Gates, S. D., Daniel McCartt, A., Lappas, P., Jeffries, J. B., Hanson, R. K., Hokama, L. A., & Mortelmans, K. E. (2010). Bacillus endospore resistance to gas dynamic heating. Journal of applied microbiology, 109(5), 1591-1598.
Aim: To develop a novel laboratory procedure for the study of shock wave-induced damage to Bacillus endospores.
Methods and Results: Bacillus atrophaeus endospores are nebulized into an aerosol, loaded into the stanford aerosol shock tube and subjected to shock waves of controlled strength. Endospores experience uniform test temperatures between 500 and 1000 K and pressures ranging from 2 to 7atm, for a relatively short time (2–3 ms). During this process, the bioaerosol is observed using in situ laser absorption and scattering diagnostics. Additionally, shock-treated samples are extracted for ex situ analysis including viability plating, flow cytometry and SEM imaging. Measurements indicate that endospores lose the ability to form colonies when heated to test temperatures above 500K while significant breakdown in morphology is observed at test temperatures above 750K.

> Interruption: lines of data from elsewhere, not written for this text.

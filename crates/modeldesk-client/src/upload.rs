//! Files sent to `/files/upload`

/// Most files accepted by one upload
pub const MAX_UPLOAD_FILES: usize = 10;

/// Largest accepted file, in bytes
pub const MAX_UPLOAD_FILE_SIZE: usize = 5 * 1024 * 1024;

/// Multipart field name of the uploaded files
pub const UPLOAD_FIELD: &str = "files[]";

/// An in-memory file selected for upload
#[derive(Debug, Clone, PartialEq, Eq)]
pub struct UploadFile {
	pub name: String,
	/// MIME type, guessed by the server when absent
	pub content_type: Option<String>,
	pub bytes: Vec<u8>,
}

impl UploadFile {
	pub fn new(name: impl Into<String>, bytes: impl Into<Vec<u8>>) -> Self {
		Self {
			name: name.into(),
			content_type: None,
			bytes: bytes.into(),
		}
	}

	pub fn with_content_type(mut self, content_type: impl Into<String>) -> Self {
		self.content_type = Some(content_type.into());
		self
	}

	pub fn size(&self) -> usize {
		self.bytes.len()
	}

	/// Name shortened to 20 characters for messages
	pub fn short_name(&self) -> String {
		if self.name.chars().count() > 20 {
			format!("{}...", self.name.chars().take(20).collect::<String>())
		} else {
			self.name.clone()
		}
	}
}

#[cfg(test)]
mod tests {
	use super::*;
	use rstest::rstest;

	#[rstest]
	#[case("a.png", "a.png")]
	#[case("a-very-long-file-name-indeed.png", "a-very-long-file-nam...")]
	fn test_short_name(#[case] name: &str, #[case] expected: &str) {
		assert_eq!(UploadFile::new(name, vec![]).short_name(), expected);
	}
}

Conclusion: These results demonstrate the disruption of essential biochemical pathways or biomolecules prior to the onset of significant endospore morphological deterioration.
Significance and Impact of the Study: This novel laboratory approach to study the interaction of endospores with shock waves provides an experimental means to investigate the mechanisms of endospore resistance to rapid heating. In addition, this methodology allows for the direct simulation of a blast wave–bioaerosol interaction in an atmospheric environment.